Il fuit, il court, et déjà je te sens loin
D’avoir dévoilé tous les moments, du moins
Les grâces, que tu me réserves, j’attends
Car je sais que cela arrivera, à temps.
Je pourrais même jouer les lapin blanc,
Et que tu sois à ma suite comme je cours
Après le temps. Mais telle Alice tu m’as pris de court
Et chamboulé mon univers. Et tu t’en iras, au temps
Voulu tu l’as dit. Mais je tiendrais ma promesse
Jusqu’à la fin des temps, c’est ainsi. Pour tes caresses,
Jusqu’à la dernière, je suspendrais ce temps qui file
Comme la soie sur le métier, tes lèvres qui se défilent.
Et je ferais tout pour que tu restes, je n’y peux rien.
Le temps en ta compagnie m’est précieux : tiens-le bien.

Fardée 2

Paroles, paroles, paroles. Vaines et futiles, toujours rassurantes, elles n’en restent pas moins des palabres incessantes.
Un départ après l’amour, pendant l’amour, une rupture unilatérale du contrat du coeur, et toujours ces mots, qui se veulent sûrement rassurants.

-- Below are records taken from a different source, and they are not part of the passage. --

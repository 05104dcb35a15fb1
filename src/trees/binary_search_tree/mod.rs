mod digraph;
mod node;

use std::{
    borrow::Borrow,
    cmp::Ordering,
    fmt::{self, Debug},
};

use proptest::prelude::*;

use crate::{prelude::*, testing::entries};

use node::Link;
pub use {
    digraph::{digraph, Digraph, Edge, Side},
    node::Node,
};

pub type IntoIter<K, V> = std::vec::IntoIter<(K, V)>;

/// An ordered key/value map stored as an unbalanced binary search tree.
///
/// Every key in the left subtree of a [`Node`] is strictly smaller than the node's key, and
/// every key in its right subtree is strictly greater. Keys are unique: writing an existing key
/// replaces its value in place.
///
/// No rebalancing ever happens, so the shape is entirely a function of insertion order. Inserting
/// keys in sorted order degenerates the tree into a linked list, with `height() == len()`. Every
/// operation walks the tree with a loop or an explicit stack, so a degenerate tree costs time
/// proportional to its height but never call stack.
///
/// The tree is just a handle over an optional root. Operations rewrite the slot holding a key,
/// so replacing the root (writing into an empty tree, deleting the root) is not a special case.
pub struct BinarySearchTree<K, V> {
    root: Link<K, V>,
    len: usize,
}

impl<K, V> BinarySearchTree<K, V> {
    pub fn new() -> Self {
        Self { root: None, len: 0 }
    }

    pub fn len(&self) -> usize {
        self.len
    }

    pub fn is_empty(&self) -> bool {
        self.root.is_none()
    }

    pub fn clear(&mut self) {
        Self::dismantle(self.root.take());
        self.len = 0;
    }

    pub fn root(&self) -> Option<&Node<K, V>> {
        self.root.as_deref()
    }

    pub fn height(&self) -> usize {
        self.root().map_or(0, Node::height)
    }

    /// Returns the entry with the smallest key.
    pub fn first_key_value(&self) -> Option<(&K, &V)> {
        let mut current = self.root()?;
        while let Some(left) = current.left() {
            current = left;
        }

        Some((&current.key, &current.value))
    }

    /// Returns the entry with the greatest key.
    pub fn last_key_value(&self) -> Option<(&K, &V)> {
        let mut current = self.root()?;
        while let Some(right) = current.right() {
            current = right;
        }

        Some((&current.key, &current.value))
    }

    /// All entries in ascending key order: left subtree, then the node, then the right subtree.
    pub fn in_order(&self) -> Vec<(&K, &V)> {
        self.traverse(Node::left, Node::right)
    }

    /// All entries in descending key order: right subtree, then the node, then the left subtree.
    pub fn reverse_order(&self) -> Vec<(&K, &V)> {
        self.traverse(Node::right, Node::left)
    }

    /// Visits the `near` subtree, then the node, then the `far` subtree of every node.
    fn traverse<'a>(
        &'a self,
        near: fn(&Node<K, V>) -> Option<&Node<K, V>>,
        far: fn(&Node<K, V>) -> Option<&Node<K, V>>,
    ) -> Vec<(&'a K, &'a V)> {
        let mut entries = Vec::with_capacity(self.len);
        let mut pending = Vec::new();
        let mut current = self.root();

        loop {
            while let Some(node) = current {
                pending.push(node);
                current = near(node);
            }

            let Some(node) = pending.pop() else {
                break;
            };

            entries.push((&node.key, &node.value));
            current = far(node);
        }

        entries
    }

    /// Drops a subtree one node at a time.
    fn dismantle(link: Link<K, V>) {
        let mut pending = Vec::from_iter(link);
        while let Some(mut node) = pending.pop() {
            pending.extend(node.left.take());
            pending.extend(node.right.take());
        }
    }
}

impl<K: Ord, V> BinarySearchTree<K, V> {
    /// Looks up the value stored under `key`.
    ///
    /// Fails with [`Error::KeyNotFound`] as soon as the search has to descend into a missing
    /// subtree, which includes searching an empty tree.
    pub fn get<Q>(&self, key: &Q) -> Result<&V>
    where
        K: Borrow<Q>,
        Q: Ord + ?Sized,
    {
        let mut current = &self.root;
        while let Some(node) = current {
            match key.cmp(node.key.borrow()) {
                Ordering::Less => current = &node.left,
                Ordering::Greater => current = &node.right,
                Ordering::Equal => return Ok(&node.value),
            }
        }

        Err(Error::KeyNotFound)
    }

    pub fn get_mut<Q>(&mut self, key: &Q) -> Result<&mut V>
    where
        K: Borrow<Q>,
        Q: Ord + ?Sized,
    {
        Self::locate(&mut self.root, key)
            .as_mut()
            .map(|node| &mut node.value)
            .ok_or(Error::KeyNotFound)
    }

    pub fn contains_key<Q>(&self, key: &Q) -> bool
    where
        K: Borrow<Q>,
        Q: Ord + ?Sized,
    {
        self.get(key).is_ok()
    }

    /// Writes `value` under `key`, returning the value it replaced, if any.
    ///
    /// The first write of a key attaches a new leaf, repeated writes only swap the value; the
    /// shape of the tree never changes for a key that is already present.
    pub fn insert(&mut self, key: K, value: V) -> Option<V> {
        let slot = Self::locate(&mut self.root, &key);

        if let Some(node) = slot.as_mut() {
            trace!(len = self.len, "replacing value of existing key");
            return Some(std::mem::replace(&mut node.value, value));
        }

        *slot = Some(Box::new(Node::new(key, value)));
        self.len += 1;
        trace!(len = self.len, "attached new node");

        None
    }

    /// Deletes `key` from the tree, returning its value.
    ///
    /// A node with a single child is replaced by that child. A node with two children is
    /// replaced by its in-order successor (the leftmost node of its right subtree), which adopts
    /// both of the deleted node's subtrees.
    pub fn remove<Q>(&mut self, key: &Q) -> Result<V>
    where
        K: Borrow<Q>,
        Q: Ord + ?Sized,
    {
        let slot = Self::locate(&mut self.root, key);
        let node = slot.take().ok_or(Error::KeyNotFound)?;

        let Node {
            value, left, right, ..
        } = *node;
        *slot = Self::splice(left, right);
        self.len -= 1;

        Ok(value)
    }

    /// Walks down from `link` to the slot holding `key`, or to the empty slot where it would be
    /// attached.
    fn locate<'a, Q>(mut link: &'a mut Link<K, V>, key: &Q) -> &'a mut Link<K, V>
    where
        K: Borrow<Q>,
        Q: Ord + ?Sized,
    {
        loop {
            let ordering = match link.as_ref() {
                Some(node) => key.cmp(node.key.borrow()),
                None => return link,
            };

            link = match (ordering, link) {
                (Ordering::Less, Some(node)) => &mut node.left,
                (Ordering::Greater, Some(node)) => &mut node.right,
                (_, link) => return link,
            };
        }
    }

    /// Joins the two subtrees of a deleted node into a single one.
    fn splice(left: Link<K, V>, right: Link<K, V>) -> Link<K, V> {
        match (left, right) {
            (left, None) => left,
            (None, right) => right,
            (Some(left), Some(mut right)) => {
                let mut successor = match Self::detach_leftmost(&mut right.left) {
                    Some(mut successor) => {
                        trace!("promoting leftmost node of the right subtree");
                        successor.right = Some(right);
                        successor
                    }
                    None => {
                        trace!("promoting right child");
                        right
                    }
                };
                successor.left = Some(left);

                Some(successor)
            }
        }
    }

    /// Unlinks the leftmost node under `link`, handing its right subtree to its parent's slot.
    ///
    /// The leftmost node never has a left child, so nothing else needs to move.
    fn detach_leftmost(link: &mut Link<K, V>) -> Option<Box<Node<K, V>>> {
        let mut parent = link;
        while parent.as_ref().is_some_and(|node| node.left.is_some()) {
            parent = &mut parent.as_mut()?.left;
        }

        let mut leftmost = parent.take()?;
        *parent = leftmost.right.take();

        Some(leftmost)
    }
}

impl<K, V> Drop for BinarySearchTree<K, V> {
    fn drop(&mut self) {
        Self::dismantle(self.root.take());
    }
}

impl<K, V> Default for BinarySearchTree<K, V> {
    fn default() -> Self {
        Self::new()
    }
}

impl<K: Debug, V: Debug> Debug for BinarySearchTree<K, V> {
    fn fmt(&self, f: &mut fmt::Formatter<'_>) -> fmt::Result {
        f.debug_map().entries(self.in_order()).finish()
    }
}

/// A step of the post-order walk used by [`Clone`].
enum CloneStep<'a, K, V> {
    Visit(Option<&'a Node<K, V>>),
    Assemble(&'a Node<K, V>),
}

/// Copies the tree node by node, keeping its exact shape.
impl<K: Clone, V: Clone> Clone for BinarySearchTree<K, V> {
    fn clone(&self) -> Self {
        let mut steps = vec![CloneStep::Visit(self.root())];
        let mut built: Vec<Link<K, V>> = Vec::new();

        while let Some(step) = steps.pop() {
            match step {
                CloneStep::Visit(None) => built.push(None),
                CloneStep::Visit(Some(node)) => {
                    steps.push(CloneStep::Assemble(node));
                    steps.push(CloneStep::Visit(node.right()));
                    steps.push(CloneStep::Visit(node.left()));
                }
                CloneStep::Assemble(node) => {
                    let right = built.pop().flatten();
                    let left = built.pop().flatten();

                    built.push(Some(Box::new(Node {
                        key: node.key.clone(),
                        value: node.value.clone(),
                        left,
                        right,
                    })));
                }
            }
        }

        Self {
            root: built.pop().flatten(),
            len: self.len,
        }
    }
}

/// Two trees are equal when they hold the same entries, whatever their shape.
impl<K: PartialEq, V: PartialEq> PartialEq for BinarySearchTree<K, V> {
    fn eq(&self, other: &Self) -> bool {
        self.len == other.len && self.in_order() == other.in_order()
    }
}

impl<K: Eq, V: Eq> Eq for BinarySearchTree<K, V> {}

impl<K: Ord, V> FromIterator<(K, V)> for BinarySearchTree<K, V> {
    fn from_iter<I: IntoIterator<Item = (K, V)>>(iter: I) -> Self {
        let mut tree = Self::new();
        tree.extend(iter);
        tree
    }
}

impl<K: Ord, V> Extend<(K, V)> for BinarySearchTree<K, V> {
    fn extend<I: IntoIterator<Item = (K, V)>>(&mut self, iter: I) {
        for (key, value) in iter {
            self.insert(key, value);
        }
    }
}

impl<K, V> IntoIterator for BinarySearchTree<K, V> {
    type Item = (K, V);
    type IntoIter = IntoIter<K, V>;

    fn into_iter(mut self) -> Self::IntoIter {
        let mut entries = Vec::with_capacity(self.len);
        let mut pending = Vec::new();
        let mut current = self.root.take();

        loop {
            while let Some(mut node) = current {
                current = node.left.take();
                pending.push(node);
            }

            let Some(node) = pending.pop() else {
                break;
            };

            let Node {
                key, value, right, ..
            } = *node;
            entries.push((key, value));
            current = right;
        }

        entries.into_iter()
    }
}

impl<'a, K, V> IntoIterator for &'a BinarySearchTree<K, V> {
    type Item = (&'a K, &'a V);
    type IntoIter = std::vec::IntoIter<(&'a K, &'a V)>;

    fn into_iter(self) -> Self::IntoIter {
        self.in_order().into_iter()
    }
}

impl<K, V> Arbitrary for BinarySearchTree<K, V>
where
    K: Arbitrary + Ord + 'static,
    V: Arbitrary + 'static,
{
    type Parameters = ();
    type Strategy = BoxedStrategy<Self>;

    fn arbitrary_with(_: Self::Parameters) -> Self::Strategy {
        entries::<K, V>(0..32)
            .prop_map(|entries| entries.into_iter().collect())
            .boxed()
    }
}

impl<K, V> OrderedMap for BinarySearchTree<K, V>
where
    K: Arbitrary + Ord + Clone + 'static,
    V: Arbitrary + Clone + PartialEq + 'static,
{
    type Key = K;
    type Value = V;

    fn lookup(&self, key: &K) -> Result<&V> {
        self.get(key)
    }

    fn upsert(&mut self, key: K, value: V) -> Option<V> {
        self.insert(key, value)
    }

    fn delete(&mut self, key: &K) -> Result<V> {
        self.remove(key)
    }

    fn in_order(&self) -> Vec<(&K, &V)> {
        BinarySearchTree::in_order(self)
    }

    fn reverse_order(&self) -> Vec<(&K, &V)> {
        BinarySearchTree::reverse_order(self)
    }
}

Mais qui sont à l’image du moment : éphémères. Et surtout faux.
Car tu as dit je te souhaite le meilleur, mais tu as pensé pour l’autre. Tu as pensé lâche-moi à jamais.
Et lui l’ancre au cou, se remettant tant bien que mal de ce coup, s’accroche corps et âme à tes mots. Car l’amour est éternel, n’en déplaise à Frédéric.
Les écrits restent, mais tes mots sont comme un crayon de papier sous la rugosité de la gomme, ils n’ont jamais été de pierre faits.
Tu restes ainsi de marbre, coeur de glace. Et c’est mon sang qui se glace d’effroi lorsque je réalise qu’en restant sans nouvelles et sans réponse, mon sang se glace quand mon coeur se serre.

Tu fais partie de moi, et je n’ai même pas eu ma dernière danse. Et tu n’as jamais pensé ces derniers mots : au revoir.